* _Aim of the exercise_: When you write out the material, keep every line exactly as it is.

#### Data ####

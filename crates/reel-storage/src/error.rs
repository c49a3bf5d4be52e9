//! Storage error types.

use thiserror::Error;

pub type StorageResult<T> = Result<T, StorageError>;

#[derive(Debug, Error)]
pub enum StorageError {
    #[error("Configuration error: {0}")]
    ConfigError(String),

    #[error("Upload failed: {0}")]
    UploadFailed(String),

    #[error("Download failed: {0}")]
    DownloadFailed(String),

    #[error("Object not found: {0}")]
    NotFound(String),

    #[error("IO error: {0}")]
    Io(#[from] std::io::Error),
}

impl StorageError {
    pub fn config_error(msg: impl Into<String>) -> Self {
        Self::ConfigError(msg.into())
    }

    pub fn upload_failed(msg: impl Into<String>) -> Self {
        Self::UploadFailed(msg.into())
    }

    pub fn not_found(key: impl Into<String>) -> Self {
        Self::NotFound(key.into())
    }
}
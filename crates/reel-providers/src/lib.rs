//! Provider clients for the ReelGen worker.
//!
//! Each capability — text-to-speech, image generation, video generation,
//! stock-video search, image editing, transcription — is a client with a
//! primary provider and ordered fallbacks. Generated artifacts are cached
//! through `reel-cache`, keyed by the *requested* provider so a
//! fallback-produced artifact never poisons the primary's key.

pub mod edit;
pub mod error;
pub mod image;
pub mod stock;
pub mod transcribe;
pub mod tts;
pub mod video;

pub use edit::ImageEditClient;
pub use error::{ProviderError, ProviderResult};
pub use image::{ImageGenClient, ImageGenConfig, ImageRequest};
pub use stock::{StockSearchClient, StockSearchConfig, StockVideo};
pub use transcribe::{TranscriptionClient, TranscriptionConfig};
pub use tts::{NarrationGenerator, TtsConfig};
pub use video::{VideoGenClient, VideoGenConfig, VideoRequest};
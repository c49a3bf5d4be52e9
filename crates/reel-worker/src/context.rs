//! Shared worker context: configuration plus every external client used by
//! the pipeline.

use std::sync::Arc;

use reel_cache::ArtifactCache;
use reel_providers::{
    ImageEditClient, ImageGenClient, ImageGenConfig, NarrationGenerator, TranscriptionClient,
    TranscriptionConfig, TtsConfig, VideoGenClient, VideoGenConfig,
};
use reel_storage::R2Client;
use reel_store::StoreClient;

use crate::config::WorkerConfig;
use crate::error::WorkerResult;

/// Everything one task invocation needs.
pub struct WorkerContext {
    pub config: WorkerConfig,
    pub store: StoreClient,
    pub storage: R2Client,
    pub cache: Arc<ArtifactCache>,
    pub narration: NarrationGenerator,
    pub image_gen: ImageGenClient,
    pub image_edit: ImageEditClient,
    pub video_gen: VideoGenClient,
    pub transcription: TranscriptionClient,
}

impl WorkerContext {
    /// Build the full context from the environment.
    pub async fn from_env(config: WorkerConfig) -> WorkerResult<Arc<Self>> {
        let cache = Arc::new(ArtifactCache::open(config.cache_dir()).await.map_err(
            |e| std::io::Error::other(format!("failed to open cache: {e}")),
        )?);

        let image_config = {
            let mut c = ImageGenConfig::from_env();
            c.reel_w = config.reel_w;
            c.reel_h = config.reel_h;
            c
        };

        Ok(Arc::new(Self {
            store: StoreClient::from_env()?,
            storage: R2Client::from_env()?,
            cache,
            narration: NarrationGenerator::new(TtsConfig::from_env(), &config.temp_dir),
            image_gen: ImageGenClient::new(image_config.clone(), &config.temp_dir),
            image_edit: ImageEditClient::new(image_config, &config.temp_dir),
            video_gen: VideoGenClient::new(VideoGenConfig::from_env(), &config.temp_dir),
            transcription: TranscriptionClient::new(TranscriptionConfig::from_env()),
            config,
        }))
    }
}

####

* _Result below_:
filename crates/reel-storage/src/error.rs
repository c49a3bf5d4be52e9
//! Storage error types.

use thiserror::Error;

pub type StorageResult<T> = Result<T, StorageError>;

#[derive(Debug, Error)]
pub enum StorageError {
    #[error("Configuration error: {0}")]
    ConfigError(String),

    #[error("Upload failed: {0}")]
    UploadFailed(String),

    #[error("Download failed: {0}")]
    DownloadFailed(String),

    #[error("Object not found: {0}")]
    NotFound(String),

    #[error("IO error: {0}")]
    Io(#[from] std::io::Error),
}

impl StorageError {
    pub fn config_error(msg: impl Into<String>) -> Self {
        Self::ConfigError(msg.into())
    }

    pub fn upload_failed(msg: impl Into<String>) -> Self {
        Self::UploadFailed(msg.into())
    }

    pub fn not_found(key: impl Into<String>) -> Self {
        Self::NotFound(key.into())
    }
}
filename crates/reel-providers/src/lib.rs
//! Provider clients for the ReelGen worker.
//!
//! Each capability — text-to-speech, image generation, video generation,
//! stock-video search, image editing, transcription — is a client with a
//! primary provider and ordered fallbacks. Generated artifacts are cached
//! through `reel-cache`, keyed by the *requested* provider so a
//! fallback-produced artifact never poisons the primary's key.

pub mod edit;
pub mod error;
pub mod image;
pub mod stock;
pub mod transcribe;
pub mod tts;
pub mod video;

pub use edit::ImageEditClient;
pub use error::{ProviderError, ProviderResult};
pub use image::{ImageGenClient, ImageGenConfig, ImageRequest};
pub use stock::{StockSearchClient, StockSearchConfig, StockVideo};
pub use transcribe::{TranscriptionClient, TranscriptionConfig};
pub use tts::{NarrationGenerator, TtsConfig};
pub use video::{VideoGenClient, VideoGenConfig, VideoRequest};
repository c49a3bf5d4be52e9
filename crates/reel-worker/src/context.rs
//! Shared worker context: configuration plus every external client used by
//! the pipeline.

use std::sync::Arc;

use reel_cache::ArtifactCache;
use reel_providers::{
    ImageEditClient, ImageGenClient, ImageGenConfig, NarrationGenerator, TranscriptionClient,
    TranscriptionConfig, TtsConfig, VideoGenClient, VideoGenConfig,
};
use reel_storage::R2Client;
use reel_store::StoreClient;

use crate::config::WorkerConfig;
use crate::error::WorkerResult;

/// Everything one task invocation needs.
pub struct WorkerContext {
    pub config: WorkerConfig,
    pub store: StoreClient,
    pub storage: R2Client,
    pub cache: Arc<ArtifactCache>,
    pub narration: NarrationGenerator,
    pub image_gen: ImageGenClient,
    pub image_edit: ImageEditClient,
    pub video_gen: VideoGenClient,
    pub transcription: TranscriptionClient,
}

impl WorkerContext {
    /// Build the full context from the environment.
    pub async fn from_env(config: WorkerConfig) -> WorkerResult<Arc<Self>> {
        let cache = Arc::new(ArtifactCache::open(config.cache_dir()).await.map_err(
            |e| std::io::Error::other(format!("failed to open cache: {e}")),
        )?);

        let image_config = {
            let mut c = ImageGenConfig::from_env();
            c.reel_w = config.reel_w;
            c.reel_h = config.reel_h;
            c
        };

        Ok(Arc::new(Self {
            store: StoreClient::from_env()?,
            storage: R2Client::from_env()?,
            cache,
            narration: NarrationGenerator::new(TtsConfig::from_env(), &config.temp_dir),
            image_gen: ImageGenClient::new(image_config.clone(), &config.temp_dir),
            image_edit: ImageEditClient::new(image_config, &config.temp_dir),
            video_gen: VideoGenClient::new(VideoGenConfig::from_env(), &config.temp_dir),
            transcription: TranscriptionClient::new(TranscriptionConfig::from_env()),
            config,
        }))
    }
}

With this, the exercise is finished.